今回紹介するのは、殺人を犯したはぐれ者が社会復帰を目指そうとする映画「すばらしき世界」です。
社会不適合者の厚生に焦点を当てた内容であり、13年の刑務所暮らしや元暴力団員という肩書からなかなか馴染めない様子がもどかしくもどこか応援したくなるような内容です。
それまで社会と接点を持てなかった彼が、息苦しい現代社会をどのように生きようとするのか……。
そんな彼の行動や心理を楽しむことができます。
それではあらすじへ……。
13年の刑期を終え、旭川刑務所から出所した三上(みかみ)。
そのまっすぐ過ぎる正確から刑務所内でもトラブルメーカーだったが、社会復帰にも前向きで、カタギとして現代社会を生き抜こうと決意する。
身元引受人となった弁護士とその妻に迎えられた彼は、刑務所では感じることができなかった人の暖かみを感じていた。
そこに、社会復帰を目指す前科者のドキュメンタリー番組作成という名目で、三上にスポットライトが当たる。
受刑者の経歴に目を通したディレクターは、その壮絶な過去に怖気づきながらも、下町のアパートで新生活をスタートさせた三上への取材を開始する。

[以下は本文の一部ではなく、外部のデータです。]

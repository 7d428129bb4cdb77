//! # 能带物理模块
//!
//! 四能带紧束缚模型：哈密顿量构造、能带能量和高对称路径。
//!
//! ## 子模块
//! - `hamiltonian`: H(k) 构造与结构因子
//! - `bands`: 本征值求解，作为 DOS 引擎的回调
//! - `kpath`: 高对称路径能带
//!
//! ## 依赖关系
//! - 被 `dos/` 和 `commands/` 使用
//! - 使用 `models/` 的参数环境与倒格子

pub mod bands;
pub mod hamiltonian;
pub mod kpath;

pub use bands::{BandEnergies, BandEnergyProvider};

/// 模型能带数（A/B 子格 × 两种宇称），固定为 4
pub const NUM_BANDS: usize = 4;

一度社会から外れた彼は、13年の時を経た現代社会でどのように生きるのか……。
映画の冒頭でも分かるように、彼を暖かく迎え入れた弁護士家族がいるのに対し、社会不適合者には厳しい現実も待ち受けています。
目まぐるしく変わる現代社会は、私たちですら時折生きる目的を見失ってしまうことがあります。
まるでタイムスリップしてきたかのような三上にとっては、その厳しさはさらに深刻に感じるでしょう。
今ではヤクザのような暴力での解決は意味をなさず、むしろ不利になることがほとんどです。
そういう生き方しかしてこなかった人間がこの現代社会にどのように向き合うのか……。
そんな無機質で暖かい社会を覗く映画です。